Collected data:

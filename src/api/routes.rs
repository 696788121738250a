//! HTTP surface (SPEC_FULL.md §6.5): portfolio/config/control read-write
//! endpoints backed by the executor's `Services`.
//!
//! Grounded on the donor's `api/routes.rs` handler shape (`Query`/`State`
//! extractors, `Json<T>` responses), generalized from its ad-hoc
//! `StatusCode` errors to `EngineError`'s `IntoResponse` mapping.

use crate::api::state::AppState;
use crate::config::{GuardrailsConfig, LeaderOverrides, SizingConfig, SmallTradeBufferingConfig, SystemConfig};
use crate::error::EngineError;
use crate::executor::dry_run_group;
use crate::model::{micros, Amount, CopyAttempt, Decision, PortfolioScope, Side, TradeEventGroup};
use axum::extract::{Path, Query, State as AxumState};
use axum::routing::{get, post};
use axum::{Json, Router};
use chrono::Utc;
use serde::{Deserialize, Serialize};
use serde_json::Value;
use std::collections::HashMap;

pub fn router(state: AppState) -> Router {
    Router::new()
        .route("/health", get(health))
        .route("/api/portfolio/global", get(portfolio_global))
        .route("/api/copy-attempts", get(list_copy_attempts))
        .route("/api/config/global", get(get_config_global).post(post_config_global))
        .route("/api/config/user/:id", get(get_config_user).post(post_config_user))
        .route("/api/control/pause", post(control_pause))
        .route("/api/config/test", post(config_test))
        .with_state(state)
}

async fn health() -> Json<Value> {
    Json(serde_json::json!({ "status": "ok" }))
}

#[derive(Debug, Serialize)]
#[serde(rename_all = "camelCase")]
pub struct PositionView {
    pub asset_id: String,
    pub share_micros: Amount,
    pub notional_micros: i64,
}

#[derive(Debug, Serialize)]
#[serde(rename_all = "camelCase")]
pub struct PortfolioMetrics {
    pub equity: i64,
    pub cash: i64,
    pub exposure: i64,
    pub pnl: i64,
    pub pnl1h: i64,
    pub pnl24h: i64,
    pub pnl7d: i64,
    pub pnl30d: i64,
    pub exposure_pct: f64,
    pub risk_utilization_pct: f64,
    pub max_drawdown_pct: f64,
    pub current_drawdown_pct: f64,
    pub drawdown_utilization_pct: f64,
}

#[derive(Debug, Serialize)]
#[serde(rename_all = "camelCase")]
pub struct PortfolioGlobalResponse {
    pub positions: Vec<PositionView>,
    pub exposure_by_market: HashMap<String, i64>,
    pub exposure_by_user: HashMap<String, i64>,
    pub metrics: PortfolioMetrics,
}

/// `GET /api/portfolio/global`. `PortfolioState` carries the fields the
/// executor itself consults (§4.4.2); the rest of this response is derived
/// here from that state plus the guardrail limits that bound it.
async fn portfolio_global(AxumState(state): AxumState<AppState>) -> Result<Json<PortfolioGlobalResponse>, EngineError> {
    let store = &state.services.store;
    let config = state.services.config.read();
    let system = config.system.clone();
    let guardrails = config.guardrails.clone();
    drop(config);

    let portfolio = store.compute_portfolio_state(PortfolioScope::ExecGlobal, None, system.initial_bankroll_micros)?;
    let cash_micros =
        store.latest_portfolio_snapshot(PortfolioScope::ExecGlobal, None)?.map(|s| s.cash_micros).unwrap_or(system.initial_bankroll_micros);

    let now = Utc::now();
    let equity_1h_ago = store.equity_at_or_before(PortfolioScope::ExecGlobal, None, now - chrono::Duration::hours(1))?;
    let equity_30d_ago = store.equity_at_or_before(PortfolioScope::ExecGlobal, None, now - chrono::Duration::days(30))?;
    let pnl1h = equity_1h_ago.map(|e| portfolio.equity_micros - e).unwrap_or(0);
    let pnl30d = equity_30d_ago.map(|e| portfolio.equity_micros - e).unwrap_or(0);

    let per_asset = store.net_share_deltas_by_asset(PortfolioScope::ExecGlobal, None)?;
    let mut positions = Vec::with_capacity(per_asset.len());
    for (asset_id, shares) in &per_asset {
        let price = store.latest_price_micros(asset_id)?.unwrap_or(micros::MICRO / 2);
        let notional = micros::notional_from_shares(shares, price).abs().to_i64_saturating();
        positions.push(PositionView { asset_id: asset_id.clone(), share_micros: shares.clone(), notional_micros: notional });
    }
    positions.sort_by(|a, b| a.asset_id.cmp(&b.asset_id));

    let exposure_pct = ratio_pct(portfolio.total_exposure_micros, portfolio.equity_micros);
    let risk_utilization_pct = ratio_pct(portfolio.total_exposure_micros, bps_of(portfolio.equity_micros, guardrails.max_total_exposure_bps));
    let current_drawdown = (portfolio.peak_equity_micros - portfolio.equity_micros).max(0);
    let current_drawdown_pct = ratio_pct(current_drawdown, portfolio.peak_equity_micros);
    let max_drawdown_pct = guardrails.max_drawdown_limit_bps as f64 / 100.0;
    let drawdown_utilization_pct = if max_drawdown_pct > 0.0 { current_drawdown_pct / max_drawdown_pct * 100.0 } else { 0.0 };

    Ok(Json(PortfolioGlobalResponse {
        positions,
        exposure_by_market: portfolio.exposure_by_market.clone(),
        exposure_by_user: portfolio.exposure_by_leader.clone(),
        metrics: PortfolioMetrics {
            equity: portfolio.equity_micros,
            cash: cash_micros,
            exposure: portfolio.total_exposure_micros,
            pnl: portfolio.daily_pnl_micros,
            pnl1h,
            pnl24h: portfolio.daily_pnl_micros,
            pnl7d: portfolio.weekly_pnl_micros,
            pnl30d,
            exposure_pct,
            risk_utilization_pct,
            max_drawdown_pct,
            current_drawdown_pct,
            drawdown_utilization_pct,
        },
    }))
}

fn ratio_pct(numerator: i64, denominator: i64) -> f64 {
    if denominator == 0 {
        0.0
    } else {
        numerator as f64 / denominator as f64 * 100.0
    }
}

fn bps_of(amount: i64, bps: i64) -> i64 {
    ((amount as i128) * (bps as i128) / 10_000) as i64
}

#[derive(Debug, Deserialize)]
#[serde(rename_all = "camelCase")]
pub struct CopyAttemptsQuery {
    pub limit: Option<i64>,
    pub cursor: Option<String>,
    pub asset_id: Option<String>,
}

#[derive(Debug, Serialize)]
pub struct CopyAttemptsResponse {
    pub items: Vec<CopyAttempt>,
    pub total: i64,
}

async fn list_copy_attempts(
    Query(params): Query<CopyAttemptsQuery>,
    AxumState(state): AxumState<AppState>,
) -> Result<Json<CopyAttemptsResponse>, EngineError> {
    let limit = params.limit.unwrap_or(50).clamp(1, 500);
    let (items, total) =
        state.services.store.list_copy_attempts_page(limit, params.cursor.as_deref(), params.asset_id.as_deref())?;
    Ok(Json(CopyAttemptsResponse { items, total }))
}

#[derive(Debug, Serialize)]
#[serde(rename_all = "camelCase")]
struct GlobalConfigResponse {
    guardrails: GuardrailsConfig,
    sizing: SizingConfig,
    small_trade_buffering: SmallTradeBufferingConfig,
    system: SystemConfig,
}

async fn get_config_global(AxumState(state): AxumState<AppState>) -> Json<GlobalConfigResponse> {
    let config = state.services.config.read();
    Json(GlobalConfigResponse {
        guardrails: config.guardrails.clone(),
        sizing: config.sizing.clone(),
        small_trade_buffering: config.small_trade_buffering.clone(),
        system: config.system.clone(),
    })
}

#[derive(Debug, Deserialize)]
#[serde(rename_all = "camelCase")]
struct GlobalConfigPatch {
    guardrails: Option<Value>,
    sizing: Option<Value>,
    small_trade_buffering: Option<Value>,
    system: Option<Value>,
}

async fn post_config_global(
    AxumState(state): AxumState<AppState>,
    Json(patch): Json<GlobalConfigPatch>,
) -> Result<Json<GlobalConfigResponse>, EngineError> {
    let mut config = state.services.config.write();
    if let Some(p) = &patch.guardrails {
        config.guardrails.merge_partial(p)?;
    }
    if let Some(p) = &patch.sizing {
        config.sizing.merge_partial(p)?;
    }
    if let Some(p) = &patch.small_trade_buffering {
        config.small_trade_buffering.merge_partial(p)?;
    }
    if let Some(p) = &patch.system {
        config.system.merge_partial(p)?;
    }
    Ok(Json(GlobalConfigResponse {
        guardrails: config.guardrails.clone(),
        sizing: config.sizing.clone(),
        small_trade_buffering: config.small_trade_buffering.clone(),
        system: config.system.clone(),
    }))
}

#[derive(Debug, Serialize)]
#[serde(rename_all = "camelCase")]
struct UserConfigResponse {
    guardrails: Option<Value>,
    sizing: Option<Value>,
}

async fn get_config_user(AxumState(state): AxumState<AppState>, Path(id): Path<String>) -> Json<UserConfigResponse> {
    let config = state.services.config.read();
    let overrides = config.leader_overrides.get(&id).cloned().unwrap_or_default();
    Json(UserConfigResponse { guardrails: overrides.guardrails, sizing: overrides.sizing })
}

/// `guardrails`/`sizing` patches: a JSON object merges into the stored
/// override (creating one if absent), the empty string `""` clears the
/// override back to "inherit from global", and an absent field leaves the
/// existing override untouched (SPEC_FULL §6.5: "empty string means
/// inherit").
#[derive(Debug, Deserialize)]
struct UserConfigPatch {
    guardrails: Option<Value>,
    sizing: Option<Value>,
}

async fn post_config_user(
    AxumState(state): AxumState<AppState>,
    Path(id): Path<String>,
    Json(patch): Json<UserConfigPatch>,
) -> Result<Json<UserConfigResponse>, EngineError> {
    let mut config = state.services.config.write();
    let overrides = config.leader_overrides.entry(id).or_insert_with(LeaderOverrides::default);
    apply_override_patch(&mut overrides.guardrails, patch.guardrails)?;
    apply_override_patch(&mut overrides.sizing, patch.sizing)?;
    Ok(Json(UserConfigResponse { guardrails: overrides.guardrails.clone(), sizing: overrides.sizing.clone() }))
}

fn apply_override_patch(stored: &mut Option<Value>, incoming: Option<Value>) -> Result<(), EngineError> {
    match incoming {
        None => {}
        Some(Value::String(s)) if s.is_empty() => *stored = None,
        Some(Value::Object(patch)) => {
            let mut base = stored.clone().unwrap_or_else(|| Value::Object(serde_json::Map::new()));
            let Value::Object(base_obj) = &mut base else { unreachable!() };
            for (k, v) in patch {
                base_obj.insert(k, v);
            }
            *stored = Some(base);
        }
        Some(_) => return Err(EngineError::BadRequest("guardrails/sizing patch must be an object or empty string".into())),
    }
    Ok(())
}

#[derive(Debug, Clone, Copy, PartialEq, Eq, Deserialize)]
#[serde(rename_all = "UPPERCASE")]
enum PauseAction {
    Pause,
    Resume,
}

#[derive(Debug, Deserialize)]
struct PauseRequest {
    action: PauseAction,
}

#[derive(Debug, Serialize)]
struct PauseResponse {
    copy_engine_enabled: bool,
}

async fn control_pause(
    AxumState(state): AxumState<AppState>,
    Json(body): Json<PauseRequest>,
) -> Json<PauseResponse> {
    let mut config = state.services.config.write();
    config.system.copy_engine_enabled = body.action == PauseAction::Resume;
    Json(PauseResponse { copy_engine_enabled: config.system.copy_engine_enabled })
}

#[derive(Debug, Clone, Copy, PartialEq, Eq, Deserialize)]
#[serde(rename_all = "UPPERCASE")]
enum ConfigTestScope {
    Global,
}

#[derive(Debug, Deserialize)]
struct ConfigTestRequest {
    #[allow(dead_code)]
    scope: ConfigTestScope,
}

#[derive(Debug, Serialize)]
struct ConfigTestResponse {
    total: usize,
    executed: usize,
    skipped: usize,
}

/// `POST /api/config/test`: replays `EXEC_GLOBAL` attempts from the last
/// 24h against the *current* config. Raw `TradeEventGroup`s aren't
/// persisted, so each replayed group is reconstructed from its stored
/// `CopyAttempt` — `targetNotionalMicros` (itself already a sizing output
/// under whatever config was live at the time) stands in for the original
/// leader notional. This makes the replay approximate, not a byte-exact
/// re-run; see DESIGN.md.
async fn config_test(AxumState(state): AxumState<AppState>, Json(_body): Json<ConfigTestRequest>) -> Result<Json<ConfigTestResponse>, EngineError> {
    let since = Utc::now() - chrono::Duration::hours(24);
    let attempts = state.services.store.list_copy_attempts_since(PortfolioScope::ExecGlobal, since)?;

    let mut executed = 0usize;
    let mut skipped = 0usize;
    for attempt in &attempts {
        let group = reconstruct_group(attempt);
        match dry_run_group(&state.services, &group, PortfolioScope::ExecGlobal).await {
            Ok(Decision::Execute) => executed += 1,
            Ok(Decision::Skip) => skipped += 1,
            Err(e) => return Err(EngineError::from(e)),
        }
    }

    Ok(Json(ConfigTestResponse { total: attempts.len(), executed, skipped }))
}

fn reconstruct_group(attempt: &CopyAttempt) -> TradeEventGroup {
    let mut parts = attempt.group_key.splitn(4, ':');
    let _leader = parts.next().unwrap_or_default();
    let token_id = parts.next().unwrap_or_default().to_string();
    let side = match parts.next() {
        Some("SELL") => Side::Sell,
        _ => Side::Buy,
    };

    let total_notional_micros = attempt.target_notional_micros.clone();
    let vwap_price_micros = if attempt.their_reference_price_micros > 0 { attempt.their_reference_price_micros } else { micros::MICRO / 2 };
    let total_share_micros = micros::shares_from_notional(&total_notional_micros, vwap_price_micros);

    TradeEventGroup {
        group_key: attempt.group_key.clone(),
        followed_user_id: attempt.followed_user_id.clone(),
        token_id,
        side,
        total_notional_micros,
        total_share_micros,
        vwap_price_micros,
        source_type: attempt.source_type,
        buffered_trade_count: attempt.buffered_trade_count,
        window_start: attempt.created_at,
        contributing_event_ids: vec![attempt.id.clone()],
    }
}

§ Your instructions:
Among the entries, count how many lines hold the string "Resume", then state only that number.

§ Output for this task:
2